**Task directions**
When you reach the line containing "stateless Codex backend" in the records below, start copying exactly, and stop once you have copied the line containing "finalizes a compaction".

(Stored data entries)
>>>

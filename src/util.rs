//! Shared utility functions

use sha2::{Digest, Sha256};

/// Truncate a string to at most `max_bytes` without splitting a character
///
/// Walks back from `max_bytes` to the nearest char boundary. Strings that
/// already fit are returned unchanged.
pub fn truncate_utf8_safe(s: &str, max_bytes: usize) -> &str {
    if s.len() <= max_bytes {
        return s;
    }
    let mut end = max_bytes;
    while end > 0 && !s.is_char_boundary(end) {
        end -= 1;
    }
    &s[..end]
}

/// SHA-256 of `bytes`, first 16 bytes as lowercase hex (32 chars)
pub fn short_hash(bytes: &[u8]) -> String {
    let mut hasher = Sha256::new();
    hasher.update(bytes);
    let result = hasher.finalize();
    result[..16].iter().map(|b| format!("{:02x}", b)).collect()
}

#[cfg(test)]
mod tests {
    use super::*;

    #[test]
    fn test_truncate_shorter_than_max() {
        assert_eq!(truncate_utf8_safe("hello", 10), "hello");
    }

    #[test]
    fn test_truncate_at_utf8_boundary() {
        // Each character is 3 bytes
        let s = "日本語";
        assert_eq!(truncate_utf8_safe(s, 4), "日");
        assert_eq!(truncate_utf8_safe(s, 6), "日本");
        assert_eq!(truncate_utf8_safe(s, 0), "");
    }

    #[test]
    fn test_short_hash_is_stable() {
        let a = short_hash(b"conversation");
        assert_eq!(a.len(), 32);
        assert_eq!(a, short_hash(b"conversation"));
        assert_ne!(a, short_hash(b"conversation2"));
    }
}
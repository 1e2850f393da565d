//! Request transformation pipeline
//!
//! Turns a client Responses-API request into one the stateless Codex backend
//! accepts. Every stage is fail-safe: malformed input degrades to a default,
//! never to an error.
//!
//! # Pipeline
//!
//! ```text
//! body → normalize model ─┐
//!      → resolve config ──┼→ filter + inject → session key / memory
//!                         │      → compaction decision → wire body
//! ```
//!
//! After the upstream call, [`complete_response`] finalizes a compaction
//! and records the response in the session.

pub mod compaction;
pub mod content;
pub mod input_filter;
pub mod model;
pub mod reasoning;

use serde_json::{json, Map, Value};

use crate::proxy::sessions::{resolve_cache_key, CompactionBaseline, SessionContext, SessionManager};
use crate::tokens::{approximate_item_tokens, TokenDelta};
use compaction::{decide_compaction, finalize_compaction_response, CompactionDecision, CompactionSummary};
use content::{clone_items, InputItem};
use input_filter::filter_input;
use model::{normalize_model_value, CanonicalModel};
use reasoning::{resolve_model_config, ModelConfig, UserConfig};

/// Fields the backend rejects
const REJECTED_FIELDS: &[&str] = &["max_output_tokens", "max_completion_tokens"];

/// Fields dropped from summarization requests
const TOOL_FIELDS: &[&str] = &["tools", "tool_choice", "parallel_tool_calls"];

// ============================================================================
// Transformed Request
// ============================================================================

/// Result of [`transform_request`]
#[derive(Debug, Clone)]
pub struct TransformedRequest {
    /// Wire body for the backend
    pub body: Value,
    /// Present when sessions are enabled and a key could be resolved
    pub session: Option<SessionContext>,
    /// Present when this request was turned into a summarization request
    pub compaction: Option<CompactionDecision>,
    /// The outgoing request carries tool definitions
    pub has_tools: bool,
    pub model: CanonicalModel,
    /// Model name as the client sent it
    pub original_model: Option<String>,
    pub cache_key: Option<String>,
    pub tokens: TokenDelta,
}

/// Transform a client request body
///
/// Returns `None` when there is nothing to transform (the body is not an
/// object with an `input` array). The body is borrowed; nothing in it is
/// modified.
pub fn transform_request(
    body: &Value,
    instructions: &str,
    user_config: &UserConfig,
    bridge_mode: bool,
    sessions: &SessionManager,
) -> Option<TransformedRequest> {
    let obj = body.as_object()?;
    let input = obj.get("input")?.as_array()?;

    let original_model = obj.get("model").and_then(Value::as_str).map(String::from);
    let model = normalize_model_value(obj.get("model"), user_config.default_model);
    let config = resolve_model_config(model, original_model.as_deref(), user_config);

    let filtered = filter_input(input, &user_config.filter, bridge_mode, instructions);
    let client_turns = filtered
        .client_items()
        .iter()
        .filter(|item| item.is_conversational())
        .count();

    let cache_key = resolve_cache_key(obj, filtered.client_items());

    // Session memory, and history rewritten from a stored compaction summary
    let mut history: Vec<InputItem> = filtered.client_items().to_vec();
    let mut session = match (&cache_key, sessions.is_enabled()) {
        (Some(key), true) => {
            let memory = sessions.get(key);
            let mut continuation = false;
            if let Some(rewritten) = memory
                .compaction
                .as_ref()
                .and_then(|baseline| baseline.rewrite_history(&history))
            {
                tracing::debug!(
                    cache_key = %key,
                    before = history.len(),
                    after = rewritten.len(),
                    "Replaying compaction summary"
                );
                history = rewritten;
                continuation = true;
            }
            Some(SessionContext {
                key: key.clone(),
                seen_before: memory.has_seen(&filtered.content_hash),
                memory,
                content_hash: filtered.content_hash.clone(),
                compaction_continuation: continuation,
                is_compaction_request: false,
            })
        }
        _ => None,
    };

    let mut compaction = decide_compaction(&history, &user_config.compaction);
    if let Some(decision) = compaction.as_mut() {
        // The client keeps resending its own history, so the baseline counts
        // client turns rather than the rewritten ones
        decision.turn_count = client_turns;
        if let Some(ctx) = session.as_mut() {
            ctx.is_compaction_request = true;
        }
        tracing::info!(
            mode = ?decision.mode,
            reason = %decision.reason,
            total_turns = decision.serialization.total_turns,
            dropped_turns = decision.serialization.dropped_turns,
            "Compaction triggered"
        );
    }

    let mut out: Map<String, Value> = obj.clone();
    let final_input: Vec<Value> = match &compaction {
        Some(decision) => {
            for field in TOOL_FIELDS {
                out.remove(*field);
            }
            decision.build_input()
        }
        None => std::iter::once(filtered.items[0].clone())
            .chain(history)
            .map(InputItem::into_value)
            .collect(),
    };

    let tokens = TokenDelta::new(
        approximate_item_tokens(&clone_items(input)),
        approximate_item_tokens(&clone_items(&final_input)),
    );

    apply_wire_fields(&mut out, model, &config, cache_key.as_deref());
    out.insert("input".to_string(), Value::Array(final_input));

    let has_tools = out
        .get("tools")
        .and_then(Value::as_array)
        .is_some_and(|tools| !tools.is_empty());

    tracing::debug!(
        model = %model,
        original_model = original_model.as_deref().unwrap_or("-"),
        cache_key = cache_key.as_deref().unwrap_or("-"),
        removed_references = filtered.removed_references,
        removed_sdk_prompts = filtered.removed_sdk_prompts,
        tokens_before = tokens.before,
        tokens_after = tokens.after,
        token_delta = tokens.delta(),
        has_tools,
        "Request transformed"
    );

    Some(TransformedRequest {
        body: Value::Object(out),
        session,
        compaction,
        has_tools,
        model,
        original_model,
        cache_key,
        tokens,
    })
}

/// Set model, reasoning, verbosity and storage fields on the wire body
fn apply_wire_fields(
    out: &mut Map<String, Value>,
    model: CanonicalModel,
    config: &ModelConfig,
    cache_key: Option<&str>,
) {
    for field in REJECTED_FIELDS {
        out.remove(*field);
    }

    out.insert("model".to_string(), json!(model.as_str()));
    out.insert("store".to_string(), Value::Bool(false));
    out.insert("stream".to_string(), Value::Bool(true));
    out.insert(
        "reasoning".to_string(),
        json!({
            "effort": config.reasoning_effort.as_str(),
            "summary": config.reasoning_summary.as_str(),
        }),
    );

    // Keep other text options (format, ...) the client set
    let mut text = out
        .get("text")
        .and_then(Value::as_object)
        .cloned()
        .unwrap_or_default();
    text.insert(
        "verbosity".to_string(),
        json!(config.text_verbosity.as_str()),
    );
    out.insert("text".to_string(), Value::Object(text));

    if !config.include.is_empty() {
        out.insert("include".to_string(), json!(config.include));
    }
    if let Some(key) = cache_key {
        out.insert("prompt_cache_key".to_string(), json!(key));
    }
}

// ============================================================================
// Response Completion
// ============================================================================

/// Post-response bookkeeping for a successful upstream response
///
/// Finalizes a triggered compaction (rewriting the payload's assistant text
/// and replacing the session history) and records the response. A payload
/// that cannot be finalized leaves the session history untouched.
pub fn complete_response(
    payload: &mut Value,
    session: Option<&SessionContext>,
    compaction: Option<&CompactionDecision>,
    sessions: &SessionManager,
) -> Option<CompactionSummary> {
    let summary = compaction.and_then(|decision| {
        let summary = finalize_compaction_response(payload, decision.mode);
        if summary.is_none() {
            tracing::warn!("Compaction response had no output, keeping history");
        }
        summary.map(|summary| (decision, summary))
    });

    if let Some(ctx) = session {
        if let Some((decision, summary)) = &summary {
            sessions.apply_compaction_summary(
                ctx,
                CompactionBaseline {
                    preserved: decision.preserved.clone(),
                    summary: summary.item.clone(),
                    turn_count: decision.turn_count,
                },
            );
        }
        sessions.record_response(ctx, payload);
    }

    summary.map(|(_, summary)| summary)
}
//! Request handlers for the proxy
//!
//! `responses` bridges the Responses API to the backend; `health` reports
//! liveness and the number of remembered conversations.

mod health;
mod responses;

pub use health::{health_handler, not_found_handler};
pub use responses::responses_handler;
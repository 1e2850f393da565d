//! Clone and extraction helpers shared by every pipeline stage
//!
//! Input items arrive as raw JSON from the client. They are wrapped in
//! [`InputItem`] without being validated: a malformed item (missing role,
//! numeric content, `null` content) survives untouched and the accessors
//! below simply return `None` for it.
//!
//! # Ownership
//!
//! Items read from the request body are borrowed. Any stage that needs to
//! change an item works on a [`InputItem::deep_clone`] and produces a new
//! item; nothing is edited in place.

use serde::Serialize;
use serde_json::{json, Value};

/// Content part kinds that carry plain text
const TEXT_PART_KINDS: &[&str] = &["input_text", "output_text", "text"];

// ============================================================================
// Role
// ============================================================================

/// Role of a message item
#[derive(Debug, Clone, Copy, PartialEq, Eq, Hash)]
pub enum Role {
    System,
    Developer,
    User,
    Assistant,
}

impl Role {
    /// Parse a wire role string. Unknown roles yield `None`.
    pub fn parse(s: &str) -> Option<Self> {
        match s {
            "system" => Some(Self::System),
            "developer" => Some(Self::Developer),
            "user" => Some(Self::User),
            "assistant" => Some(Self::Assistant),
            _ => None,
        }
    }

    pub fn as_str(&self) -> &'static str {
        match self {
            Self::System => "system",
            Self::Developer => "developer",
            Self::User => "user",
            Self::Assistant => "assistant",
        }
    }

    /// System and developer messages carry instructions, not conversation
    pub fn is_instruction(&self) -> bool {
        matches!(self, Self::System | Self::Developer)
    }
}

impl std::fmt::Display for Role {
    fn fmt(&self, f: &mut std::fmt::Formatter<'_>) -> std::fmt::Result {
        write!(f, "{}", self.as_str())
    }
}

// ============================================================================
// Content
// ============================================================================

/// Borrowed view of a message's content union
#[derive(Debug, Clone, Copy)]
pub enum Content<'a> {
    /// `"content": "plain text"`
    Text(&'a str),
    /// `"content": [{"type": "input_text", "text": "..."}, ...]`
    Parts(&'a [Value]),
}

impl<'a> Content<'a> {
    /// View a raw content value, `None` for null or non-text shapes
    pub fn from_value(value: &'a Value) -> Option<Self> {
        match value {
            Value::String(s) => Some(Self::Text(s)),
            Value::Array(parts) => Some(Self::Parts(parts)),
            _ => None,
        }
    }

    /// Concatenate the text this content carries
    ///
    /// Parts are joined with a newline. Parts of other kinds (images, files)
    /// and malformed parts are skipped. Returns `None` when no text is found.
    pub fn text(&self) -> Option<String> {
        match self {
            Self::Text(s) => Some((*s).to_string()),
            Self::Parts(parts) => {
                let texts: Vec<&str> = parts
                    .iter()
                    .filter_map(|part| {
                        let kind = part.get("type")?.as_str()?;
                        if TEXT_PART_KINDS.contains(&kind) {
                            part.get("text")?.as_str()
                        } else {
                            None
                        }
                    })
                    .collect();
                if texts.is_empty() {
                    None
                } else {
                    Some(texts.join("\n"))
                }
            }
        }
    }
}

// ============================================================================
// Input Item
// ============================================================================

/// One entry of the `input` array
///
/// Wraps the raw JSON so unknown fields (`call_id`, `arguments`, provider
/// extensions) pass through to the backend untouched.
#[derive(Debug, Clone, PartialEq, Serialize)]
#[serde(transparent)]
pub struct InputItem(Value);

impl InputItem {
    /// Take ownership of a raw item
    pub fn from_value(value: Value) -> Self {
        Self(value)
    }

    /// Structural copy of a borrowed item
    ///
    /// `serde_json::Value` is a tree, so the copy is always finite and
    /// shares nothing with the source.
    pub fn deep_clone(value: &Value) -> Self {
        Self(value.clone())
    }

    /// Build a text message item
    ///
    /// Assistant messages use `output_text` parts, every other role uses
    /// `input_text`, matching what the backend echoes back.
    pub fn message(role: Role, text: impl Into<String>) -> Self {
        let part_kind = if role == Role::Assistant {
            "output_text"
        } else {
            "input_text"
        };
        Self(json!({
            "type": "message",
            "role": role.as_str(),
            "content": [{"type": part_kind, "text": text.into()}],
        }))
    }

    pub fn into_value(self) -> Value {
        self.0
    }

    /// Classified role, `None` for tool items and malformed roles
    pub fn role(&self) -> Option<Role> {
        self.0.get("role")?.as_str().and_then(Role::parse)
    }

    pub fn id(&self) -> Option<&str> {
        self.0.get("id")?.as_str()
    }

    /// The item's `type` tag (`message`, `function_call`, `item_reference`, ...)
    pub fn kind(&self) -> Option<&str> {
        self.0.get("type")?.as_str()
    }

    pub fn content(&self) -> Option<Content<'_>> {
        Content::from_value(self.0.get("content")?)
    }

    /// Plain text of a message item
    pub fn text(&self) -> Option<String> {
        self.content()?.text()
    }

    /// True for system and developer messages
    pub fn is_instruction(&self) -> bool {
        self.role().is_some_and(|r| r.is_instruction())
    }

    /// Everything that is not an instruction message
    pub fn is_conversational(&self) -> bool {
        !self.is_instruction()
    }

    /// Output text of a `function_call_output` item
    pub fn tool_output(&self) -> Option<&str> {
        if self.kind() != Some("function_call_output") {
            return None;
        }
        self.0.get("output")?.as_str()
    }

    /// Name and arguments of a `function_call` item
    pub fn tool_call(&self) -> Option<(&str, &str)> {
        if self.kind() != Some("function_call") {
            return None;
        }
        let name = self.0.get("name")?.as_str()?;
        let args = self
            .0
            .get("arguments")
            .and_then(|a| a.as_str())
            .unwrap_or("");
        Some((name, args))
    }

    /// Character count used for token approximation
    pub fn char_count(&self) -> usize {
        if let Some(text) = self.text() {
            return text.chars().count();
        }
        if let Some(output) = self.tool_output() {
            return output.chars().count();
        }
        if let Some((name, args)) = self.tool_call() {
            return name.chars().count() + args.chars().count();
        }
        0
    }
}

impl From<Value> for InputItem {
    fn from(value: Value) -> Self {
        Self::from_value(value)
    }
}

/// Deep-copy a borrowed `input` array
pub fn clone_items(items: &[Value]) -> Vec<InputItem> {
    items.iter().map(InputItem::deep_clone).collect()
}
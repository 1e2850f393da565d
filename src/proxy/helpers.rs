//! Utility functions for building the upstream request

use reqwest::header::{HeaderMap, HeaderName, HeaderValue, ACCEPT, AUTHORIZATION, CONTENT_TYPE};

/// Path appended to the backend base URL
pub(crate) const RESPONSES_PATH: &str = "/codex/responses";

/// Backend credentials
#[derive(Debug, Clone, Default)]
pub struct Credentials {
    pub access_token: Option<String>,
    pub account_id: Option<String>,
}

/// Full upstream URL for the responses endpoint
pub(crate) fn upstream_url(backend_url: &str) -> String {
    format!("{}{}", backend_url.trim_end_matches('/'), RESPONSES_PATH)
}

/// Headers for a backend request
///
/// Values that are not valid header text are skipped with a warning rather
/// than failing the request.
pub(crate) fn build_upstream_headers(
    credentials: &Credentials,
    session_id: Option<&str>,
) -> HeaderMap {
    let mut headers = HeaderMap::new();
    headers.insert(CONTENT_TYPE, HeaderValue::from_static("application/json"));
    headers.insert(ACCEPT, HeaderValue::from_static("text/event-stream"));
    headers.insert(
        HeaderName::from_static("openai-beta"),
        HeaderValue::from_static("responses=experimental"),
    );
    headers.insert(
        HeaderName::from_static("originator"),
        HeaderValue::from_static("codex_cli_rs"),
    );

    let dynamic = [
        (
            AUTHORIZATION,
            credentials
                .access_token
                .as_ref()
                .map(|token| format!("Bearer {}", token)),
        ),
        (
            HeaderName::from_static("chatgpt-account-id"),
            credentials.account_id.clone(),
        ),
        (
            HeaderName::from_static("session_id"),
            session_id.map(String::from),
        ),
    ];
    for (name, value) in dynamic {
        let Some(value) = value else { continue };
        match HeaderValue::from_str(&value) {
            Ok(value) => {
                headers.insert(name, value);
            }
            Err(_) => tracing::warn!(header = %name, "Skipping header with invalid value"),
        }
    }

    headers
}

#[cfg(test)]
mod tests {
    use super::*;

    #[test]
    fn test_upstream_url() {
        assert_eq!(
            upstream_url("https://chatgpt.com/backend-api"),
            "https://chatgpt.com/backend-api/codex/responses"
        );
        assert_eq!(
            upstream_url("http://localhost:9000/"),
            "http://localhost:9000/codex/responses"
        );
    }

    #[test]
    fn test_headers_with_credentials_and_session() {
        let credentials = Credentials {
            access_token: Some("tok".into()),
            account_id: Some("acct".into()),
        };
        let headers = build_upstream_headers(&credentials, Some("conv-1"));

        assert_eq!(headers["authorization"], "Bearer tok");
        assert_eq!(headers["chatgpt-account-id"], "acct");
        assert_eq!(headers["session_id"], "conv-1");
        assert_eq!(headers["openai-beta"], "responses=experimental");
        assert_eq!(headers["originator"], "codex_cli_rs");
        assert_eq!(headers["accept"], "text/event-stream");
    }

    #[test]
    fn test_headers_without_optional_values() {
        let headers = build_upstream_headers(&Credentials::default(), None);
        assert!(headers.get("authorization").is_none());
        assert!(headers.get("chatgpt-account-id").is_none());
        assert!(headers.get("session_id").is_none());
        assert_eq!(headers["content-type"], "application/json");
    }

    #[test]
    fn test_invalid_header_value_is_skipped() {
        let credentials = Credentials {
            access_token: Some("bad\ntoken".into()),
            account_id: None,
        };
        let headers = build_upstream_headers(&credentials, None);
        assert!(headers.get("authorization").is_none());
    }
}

<<<

**Task output**
//! Turns a client Responses-API request into one the stateless Codex backend
//! accepts. Every stage is fail-safe: malformed input degrades to a default,
//! never to an error.
//!
//! # Pipeline
//!
//! ```text
//! body → normalize model ─┐
//!      → resolve config ──┼→ filter + inject → session key / memory
//!                         │      → compaction decision → wire body
//! ```
//!
//! After the upstream call, [`complete_response`] finalizes a compaction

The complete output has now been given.